Em entrevista, prefeito diz o que todo
mundo sabe: a Olimpíada deve ser segura em razão das forças federais que
atuarão na cidade durante os jogos
Reinaldo Azevedo
Que coisa, né? Se o prefeito
do Rio, Eduardo Paes, tivesse concedido uma entrevista
à CNN e dito que a segurança pública do Rio é exemplar, estaria, a esta
altura, sendo chamado de louco, marqueteiro e irresponsável. Mas ele disse
justamente o contrário, como a todos é óbvio: é horrível! Parece que se prestou
pouca atenção ao aspecto mais importante de sua fala: ele saudou o fato de que,
durante os jogos ao menos, a área estará entregue ao governo federal: Forças
Armadas, Força Nacional de Segurança e reforço da Polícia Federal.
Paes é, para todos os efeitos,
o anfitrião do maior evento do mundo. Não há nada que se compare. Já são tantas
as inseguranças no país — e no Rio em particular — que me parece que é um dever
do prefeito fazer tanto a crítica como emitir um sinal de tranquilidade. E, não
por acaso, ele o fez numa emissora de alcance internacional.
Sim, há a lamentar, e ele
próprio o fez, que, antes e depois da Olimpíada, tudo se dará no padrão de
sempre.
Goste-se ou não do estilo de
Paes, conheço pouca gente que não o considere um bom prefeito do Rio. A exceção
é o socialismo deslumbrado da linha Freixo. Ou seja: animador de festa da
esquerda do Leblon.
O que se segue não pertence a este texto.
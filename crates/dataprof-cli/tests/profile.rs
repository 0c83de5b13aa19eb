//! End-to-end tests for the profiling pipeline.

use std::fs;
use std::path::{Path, PathBuf};

use serde_json::Value;
use tempfile::TempDir;

use dataprof_cli::pipeline::{ProfileRequest, run_profile};
use dataprof_validate::{JsonRuleStore, add_column_rules};

const FIXTURE_CSV: &str = "\
first_name,last_name,email,zip,age
James,Butt,jbutt@gmail.com,70116,34
Josephine,Darakjy,josephine_darakjy@darakjy.org,48116,51
Art,Venere,art@venere.org,8014,29
Lenna,Paprocki,,99501,46
Donette,Foller,donette.foller@cox.net,45011,38
Simona,Morasca,simona@morasca.com,44805,27
Mitsue,Tollner,mitsue_tollner@yahoo.com,61109,55
Leota,Dilliard,leota@hotmail.com,95111,42
Sage,Wieser,sage_wieser@cox.net,57105,31
Kris,Marrier,kris@gmail.com,21224,48
Minna,Amigon,minna_amigon@yahoo.com,19443,36
Abel,Maclead,amaclead@gmail.com,11418,44
";

fn write_fixture(dir: &Path) -> PathBuf {
    let path = dir.join("contacts.csv");
    fs::write(&path, FIXTURE_CSV).unwrap();
    path
}

fn request(dir: &TempDir, file: PathBuf) -> ProfileRequest {
    ProfileRequest {
        file,
        title: None,
        id_column: None,
        label_column: None,
        uploaded: false,
        data_root: dir.path().join("data"),
        upload_root: dir.path().join("uploads"),
        rule_store: dir.path().join("rules.json"),
    }
}

fn feature<'a>(features: &'a Value, name: &str) -> &'a Value {
    features
        .as_array()
        .unwrap()
        .iter()
        .find(|f| f["feat_physical_name"] == name)
        .unwrap_or_else(|| panic!("no feature record for {name}"))
}

#[test]
fn test_profile_end_to_end() {
    let dir = TempDir::new().unwrap();
    let file = write_fixture(dir.path());
    let outcome = run_profile(&request(&dir, file)).unwrap();

    assert!(!outcome.from_cache);
    assert_eq!(outcome.dataset.title, "contacts");

    // Every artifact lands in the dataset folder, plus graphs/ and the
    // stashed source file.
    let folder = &outcome.folder;
    for name in [
        "features.json",
        "pii_json.json",
        "pii.json",
        "pii_flare.json",
        "summary.json",
        "errors.json",
        "frequency_stats.json",
        "contacts.csv",
    ] {
        assert!(folder.join(name).is_file(), "missing artifact {name}");
    }
    assert!(folder.join("graphs").is_dir());

    assert_eq!(outcome.summary["rows"], 12);
    assert_eq!(outcome.summary["columns"], 5);

    // Capitalized given names read as person entities.
    let first_name = feature(&outcome.features, "first_name");
    assert_eq!(first_name["feat_datatype"], "String");
    assert_eq!(first_name["feat_vartype"], "Categorical");
    assert_eq!(first_name["feat_is_pii"], true);
    assert_eq!(first_name["feat_pii_type"], "PERSON");

    let email = feature(&outcome.features, "email");
    assert_eq!(email["feat_is_pii"], true);
    assert_eq!(email["feat_pii_type"], "emails");

    // All-distinct integers profile as continuous with numeric stats.
    let age = feature(&outcome.features, "age");
    assert_eq!(age["feat_datatype"], "Integer");
    assert_eq!(age["feat_vartype"], "Continuous");
    let average: f64 = age["feat_average"].as_str().unwrap().parse().unwrap();
    assert!((average - 40.083).abs() < 0.001);
}

#[test]
fn test_second_run_serves_cache() {
    let dir = TempDir::new().unwrap();
    let file = write_fixture(dir.path());

    let first = run_profile(&request(&dir, file.clone())).unwrap();
    assert!(!first.from_cache);

    // Corrupting the source after the first run proves nothing is
    // recomputed: the cached artifacts are returned untouched.
    fs::write(&file, "not,a,real\ncsv,file,anymore\n").unwrap();

    let second = run_profile(&request(&dir, file)).unwrap();
    assert!(second.from_cache);
    assert_eq!(first.features, second.features);
    assert_eq!(first.summary, second.summary);
    assert_eq!(first.pii_records, second.pii_records);
}

#[test]
fn test_rule_violations_reach_features() {
    let dir = TempDir::new().unwrap();
    let file = write_fixture(dir.path());
    let req = request(&dir, file);

    let store = JsonRuleStore::new(&req.rule_store);
    add_column_rules(&store, "contacts", "email", &["Non Empty".to_string()]).unwrap();

    let outcome = run_profile(&req).unwrap();

    // One blank email cell in the fixture.
    assert_eq!(outcome.violation_count, 1);
    let email = feature(&outcome.features, "email");
    assert_eq!(email["feat_errors"], 1);

    let errors: Value =
        serde_json::from_str(&fs::read_to_string(outcome.folder.join("errors.json")).unwrap())
            .unwrap();
    let violation = &errors.as_array().unwrap()[0];
    assert_eq!(violation["column"], "email");
    assert_eq!(violation["row"], 3);
    assert_eq!(violation["Impacted_Key"], "first_name");
    assert_eq!(violation["Impacted_key_Value"], "Lenna");
}

#[test]
fn test_corrupt_rule_store_is_tolerated() {
    let dir = TempDir::new().unwrap();
    let file = write_fixture(dir.path());
    let req = request(&dir, file);

    fs::write(&req.rule_store, "{ not json").unwrap();

    // Profiling still succeeds; validation degrades to an empty errors
    // artifact instead of aborting the request.
    let outcome = run_profile(&req).unwrap();
    assert_eq!(outcome.violation_count, 0);

    let errors: Value =
        serde_json::from_str(&fs::read_to_string(outcome.folder.join("errors.json")).unwrap())
            .unwrap();
    assert_eq!(errors, Value::Array(Vec::new()));
}

#[test]
fn test_artifacts_carry_no_nulls() {
    let dir = TempDir::new().unwrap();
    let file = write_fixture(dir.path());
    let outcome = run_profile(&request(&dir, file)).unwrap();

    fn assert_no_nulls(value: &Value, path: &str) {
        match value {
            Value::Null => panic!("null at {path}"),
            Value::Array(items) => {
                for (i, item) in items.iter().enumerate() {
                    assert_no_nulls(item, &format!("{path}[{i}]"));
                }
            }
            Value::Object(map) => {
                for (key, item) in map {
                    assert_no_nulls(item, &format!("{path}.{key}"));
                }
            }
            _ => {}
        }
    }

    for name in ["features.json", "pii_json.json", "summary.json"] {
        let text = fs::read_to_string(outcome.folder.join(name)).unwrap();
        let value: Value = serde_json::from_str(&text).unwrap();
        assert_no_nulls(&value, name);
    }
}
A gestão, em escala municipal, é operosa, sim. “Ah, mas ele
está no PMDB há nove anos e só descobriu agora que a segurança pública e a
saúde não funcionam?” Não vejo mal nenhum que lideranças políticas, em algum
momento, façam autocrítica.
Mas isso é com ele. Sempre que
petistas lambem por aí suas feridas, isso é visto como um sinal de humildade e
realismo. Também haveria a saída Dilma: “Não há nada de errado com o Rio, e as
críticas todas são coisa da oposição que gosta do quanto pior, melhor”.
Parece evidente que há um
contraste entre a qualidade da gestão municipal e a qualidade da gestão
estadual, esta, sim, em pandarecos. As razões são as mais diversas: da
recessão, que atinge todos os Estados, passando pela queda da receita do
petróleo e, como é óbvio, a incompetência. Pior: os sinais vinham sendo dados
há muito tempo, nas mais diversas áreas. Mas onde estava a crítica? Mais a
imprensa do que Paes tinha o dever de fazê-la. E não a fez.
Imprensa
Sei que vou entrar num terreno
espinhoso, mas essa é a minha cara. Em parte, a imprensa fluminense — ou mais
propriamente carioca — tem sua parcela de culpa, não é mesmo? Especialmente no
que respeita à segurança pública. E sei muito bem do que falo porque apanhei
bastante em razão desse tema.
Durante uns bons anos, fui
crítico isolado — e “isolado” quer dizer, nesse caso, “único” — da política de
segurança do Rio. O arquivo está aí. Sempre entendi que as UPPs — Unidades de
Polícia Pacificadora — já traziam um pecado de origem. Quando se fala em
“pacificação”, é preciso dizer quem está em guerra. A paz entre as forças de
segurança e a bandidagem é e será sempre a paz dos bandidos.
A cultura das elites
intelectuais cariocas, incluindo a imprensa, é de tal sorte complacente com
suas misérias e assombros que cismou até de chamar “favela” de “comunidade”,
como se o vocábulo edulcorado e politicamente correto mudasse a realidade
daquelas pessoas.
Assim, para chegar à
“comunidade”, a Secretaria de Segurança Pública fazia o que eu chamava de
trabalho “Espanta Bandido”. E, pouco depois, lá se viam autoridades,
jornalistas e artistas exaltando o fato de que a polícia havia feito seu
trabalho sem dar um tiro. Pois é… Parecia que o bandido também havia se
convertido à boa causa.
Oh, como esquecer que, na
campanha eleitoral de 2010, quando disputou com o tucano José Serra, que havia
sido governador de São Paulo, Dilma prometeu implementar o modelo de segurança
do Rio Brasil afora? Matava-se, então, no Estado o triplo do que se matava em
terras paulistas. E daí?
A imprensa paulista, ou mais
propriamente paulistana, odeia São Paulo. Talvez seja preferível. É preferível
a crítica permanente à suposta segregação do que a exaltação, igualmente
permanente, à suposta integração.
Este sou eu falando, não
Eduardo Paes: o modelo de segurança pública do Rio seria um fiasco ainda que o
Estado estivesse nadando em dinheiro.
Se quiserem culpar Paes porque
ele é do PMDB, como Sérgio Cabral e Pezão, ok. Mas essa é uma tarefa que cabe
ao governo do Estado.
Quanto à entrevista, no caso
em particular, prefiro um prefeito que fale a verdade a um que minta.